EXERCISE BRIEF: Among the entries that follow, some lines contain the word "Invalid". Show all of them.

◆ ◆ ◆ ◆ ◆

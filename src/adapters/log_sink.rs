//! Log-based event sink adapter.
//!
//! Implements [`EventSink`] by writing structured application events to
//! the `log` facade.  A request handler that wants to stream events to a
//! dashboard would implement the same trait.

use log::{info, warn};

use crate::app::events::AppEvent;
use crate::app::ports::EventSink;

/// Adapter that logs every [`AppEvent`] on one line.
#[derive(Debug, Default)]
pub struct LogEventSink;

impl LogEventSink {
    pub fn new() -> Self {
        Self
    }
}

impl EventSink for LogEventSink {
    fn emit(&mut self, event: &AppEvent) {
        match event {
            AppEvent::Analyzed {
                mode,
                coverage_pct,
                ph_reading,
            } => {
                let ph = ph_reading.map_or_else(|| "-".to_string(), |v| format!("{v:.2}"));
                info!(
                    "FRAME | mode={} | coverage={:.2}% | pH={}",
                    mode.name(),
                    coverage_pct,
                    ph
                );
            }
            AppEvent::Commanded {
                actuator,
                engaged,
                applied,
                manual,
            } => {
                info!(
                    "ACT   | {} | engaged={} applied={} | {}",
                    actuator,
                    engaged,
                    applied,
                    if *manual { "manual" } else { "policy" }
                );
            }
            AppEvent::ThresholdUpdated { from, to } => {
                info!("CFG   | close_threshold {} -> {}", from, to);
            }
            AppEvent::ThresholdRejected { requested, kept } => {
                warn!("CFG   | close_threshold {} rejected, kept {}", requested, kept);
            }
        }
    }
}
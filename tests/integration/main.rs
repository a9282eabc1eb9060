//! Integration test driver for `tests/integration/` submodule.
//!
//! Each `mod` below maps to a file that exercises the control service
//! against mock adapters.  All tests run on the host with no relay board
//! or segmentation backend required.

mod service_tests;
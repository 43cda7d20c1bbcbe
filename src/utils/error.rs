use thiserror::Error;

#[derive(Error, Debug)]
pub enum AppError {
    #[error("IO error: {0}")]
    Io(#[from] std::io::Error),

    #[error("HTTP client error: {0}")]
    Http(#[from] reqwest::Error),

    #[error("Serialization error: {0}")]
    Serialization(#[from] serde_json::Error),

    #[error("Invalid URL: {0}")]
    Url(#[from] url::ParseError),

    #[error("Missing required email config: {keys:?}")]
    MissingConfig { keys: Vec<String> },

    #[error("Email message error: {0}")]
    EmailMessage(#[from] lettre::error::Error),

    #[error("Invalid email address: {0}")]
    EmailAddress(#[from] lettre::address::AddressError),

    #[error("SMTP error: {0}")]
    Smtp(#[from] lettre::transport::smtp::Error),

    #[error("Scraping error: {0}")]
    Scraping(String),
}

// Result type alias for convenience
pub type Result<T> = std::result::Result<T, AppError>;

#[cfg(test)]
mod tests {
    use super::*;

    #[test]
    fn test_error_conversion() {
        let io_err = std::io::Error::new(std::io::ErrorKind::NotFound, "file not found");
        let app_err: AppError = io_err.into();
        assert!(matches!(app_err, AppError::Io(_)));
    }

    #[test]
    fn test_missing_config_message() {
        let err = AppError::MissingConfig {
            keys: vec!["FROM_EMAIL".to_string(), "TO_EMAIL".to_string()],
        };
        assert_eq!(
            err.to_string(),
            r#"Missing required email config: ["FROM_EMAIL", "TO_EMAIL"]"#
        );
    }

    #[test]
    fn test_scraping_error_message() {
        let err = AppError::Scraping("page gave no content".to_string());
        assert_eq!(err.to_string(), "Scraping error: page gave no content");
    }
}
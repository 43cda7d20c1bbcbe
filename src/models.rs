use chrono::Local;
use serde::{Deserialize, Serialize};

/// One scraped job listing that matched the keyword list. Built once per run
/// and never mutated afterwards; only its id outlives the process.
#[derive(Debug, Clone, Serialize, Deserialize, PartialEq)]
pub struct Posting {
    pub id: String,
    pub title: String,
    pub url: String,
    pub description: String,
    pub scraped_date: String,
    pub matching_keywords: Vec<String>,
}

impl Posting {
    /// Local-time timestamp recorded on every posting scraped in a run.
    pub fn scrape_timestamp() -> String {
        Local::now().format("%Y-%m-%d %H:%M:%S").to_string()
    }
}
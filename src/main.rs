use anyhow::Result;
use clap::Parser;
use tracing::{error, info};

use wildjob_watcher::AppError;
use wildjob_watcher::config::EmailConfig;
use wildjob_watcher::fetcher::{BrowserFetcher, HttpFetcher, PageSource};
use wildjob_watcher::notifier::{EmailNotifier, Notifier};
use wildjob_watcher::pipeline::{self, SEARCH_URL};
use wildjob_watcher::store::{DEFAULT_STATE_FILE, SentJobs};

/// Watches the TAMU wildlife job board and emails new matching postings.
#[derive(Parser, Debug)]
#[command(name = "wildjob-watcher", version, about)]
struct Cli {
    /// Path of the JSON file recording already-notified postings.
    #[arg(long, default_value = DEFAULT_STATE_FILE)]
    state_file: String,

    /// Report matches without sending email or recording state.
    #[arg(long)]
    dry_run: bool,

    /// Fetch the page with a plain HTTP GET instead of a headless browser.
    #[arg(long)]
    static_fetch: bool,
}

#[tokio::main]
async fn main() -> Result<()> {
    dotenvy::dotenv().ok();

    // Initialize tracing
    tracing_subscriber::fmt()
        .with_env_filter(
            tracing_subscriber::EnvFilter::from_default_env()
                .add_directive("wildjob_watcher=info".parse()?),
        )
        .init();

    let cli = Cli::parse();

    let notifier = if cli.dry_run {
        None
    } else {
        match EmailConfig::from_env() {
            Ok(config) => Some(EmailNotifier::new(config)),
            Err(AppError::MissingConfig { keys }) => {
                error!("missing required email config: {:?}", keys);
                return Ok(());
            }
            Err(e) => return Err(e.into()),
        }
    };

    let source: Box<dyn PageSource> = if cli.static_fetch {
        Box::new(HttpFetcher::new())
    } else {
        Box::new(BrowserFetcher::new())
    };

    let mut store = SentJobs::load(&cli.state_file);
    info!("{} previously sent posting(s) loaded", store.len());

    let report = pipeline::run(
        source.as_ref(),
        notifier.as_ref().map(|n| n as &dyn Notifier),
        &mut store,
        SEARCH_URL,
    )
    .await?;

    info!(
        "run complete: {} container(s), {} matched, {} new",
        report.containers, report.matched, report.new_sent
    );

    Ok(())
}
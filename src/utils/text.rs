/// Truncate to at most `limit` characters, never splitting a code point.
pub fn truncate_chars(text: &str, limit: usize) -> String {
    text.chars().take(limit).collect()
}

/// Escape text for interpolation into an HTML body.
pub fn escape_html(text: &str) -> String {
    text.replace('&', "&amp;")
        .replace('<', "&lt;")
        .replace('>', "&gt;")
        .replace('"', "&quot;")
        .replace('\'', "&#x27;")
}

#[cfg(test)]
mod tests {
    use super::*;

    #[test]
    fn test_truncate_shorter_than_limit() {
        assert_eq!(truncate_chars("herpetology", 80), "herpetology");
    }

    #[test]
    fn test_truncate_counts_characters_not_bytes() {
        assert_eq!(truncate_chars("🐢🐢🐢🐢", 2), "🐢🐢");
    }

    #[test]
    fn test_escape_html() {
        assert_eq!(
            escape_html(r#"M.S. & <b>"field" crew</b>"#),
            "M.S. &amp; &lt;b&gt;&quot;field&quot; crew&lt;/b&gt;"
        );
    }
}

◆ ◆ ◆ ◆ ◆

ANSWER SPACE:
    #[error("Invalid URL: {0}")]
    #[error("Invalid email address: {0}")]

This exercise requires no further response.